International and domestic pressure compelled Marcos in late 1985 to call for a snap election, to be held in February, 1986. He was confident that the competing family interests of the opposition would prevent them from mounting a cohesive campaign and that, regardless, he could control the outcome of the election. His calculations would likely have been correct, but for the intrusion of the head of the Philippine Catholic Church, Jaime Cardinal Sin.

Cardinal Sin, from the 1970s until his death in 2005, was the Philippines’ eminence rouge—a kingmaker and a skillfully calculating political manipulator. His endorsement could make a political candidate; his disapproval could spell the end of a political career. Cardinal Sin intervened in the squabbles of the opposition, dictating that Cory, the aggrieved widow, would run as president and her leading rival within the opposition, Salvador Laurel, would serve as her vice presidential candidate.
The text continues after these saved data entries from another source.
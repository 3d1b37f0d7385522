//! Error types for geometry construction and parsing.

use std::num::ParseIntError;

use crate::vector::Vector;

/// Errors arising from parsing the canonical `"row,col"` form of a
/// [`Point`](crate::Point).
#[derive(Clone, Debug, PartialEq, Eq, thiserror::Error)]
pub enum ParsePointError {
    /// The input is not two comma-separated components.
    #[error("cannot convert {input:?} to a point: expected \"row,col\"")]
    Malformed {
        /// The offending input text.
        input: String,
    },
    /// One of the two components is not a valid integer.
    #[error("cannot convert {input:?} to a point: invalid {axis} component")]
    InvalidComponent {
        /// Which component failed (`"row"` or `"col"`).
        axis: &'static str,
        /// The offending input text.
        input: String,
        /// The underlying integer parse failure.
        #[source]
        source: ParseIntError,
    },
}

/// Errors arising from building direction sets.
#[derive(Clone, Debug, PartialEq, Eq, thiserror::Error)]
pub enum GeometryError {
    /// A direction set must contain at least one vector.
    #[error("direction set must contain at least one vector")]
    EmptyDirections,
    /// The zero vector never moves and is rejected as a direction.
    #[error("direction set contains the zero vector")]
    ZeroVector,
    /// The same vector was supplied twice.
    #[error("direction set contains {vector} more than once")]
    DuplicateDirection {
        /// The repeated vector.
        vector: Vector,
    },
}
Marcos’ open fraud in the February, 1986 election was staggering, even by the standards of excess set by the dictatorship. Ballot boxes were stuffed, others stolen; millions of names disappeared from voting rolls. Despite the massive cheating, it was apparent that Aquino had won.

Marcos declared victory. Aquino’s response was a clear example of the impotence of the national bourgeoisie—she called for a boycott of crony companies. Her supporters were no longer to buy products manufactured by Marcos’ cronies. In a country where most cronies held a monopoly on a vast range of products, including all electricity and telecommunications, this was not only impotent, but impossible.

Enrile, however, saw this as his opportunity to seize power. Marcos’ hold over the military had fragmented. Middle-ranking and junior officers incensed at being passed over for promotions by Marcos’ ethno-nepotism formed a bloc of disgruntled opposition to the continuation of the dictatorship.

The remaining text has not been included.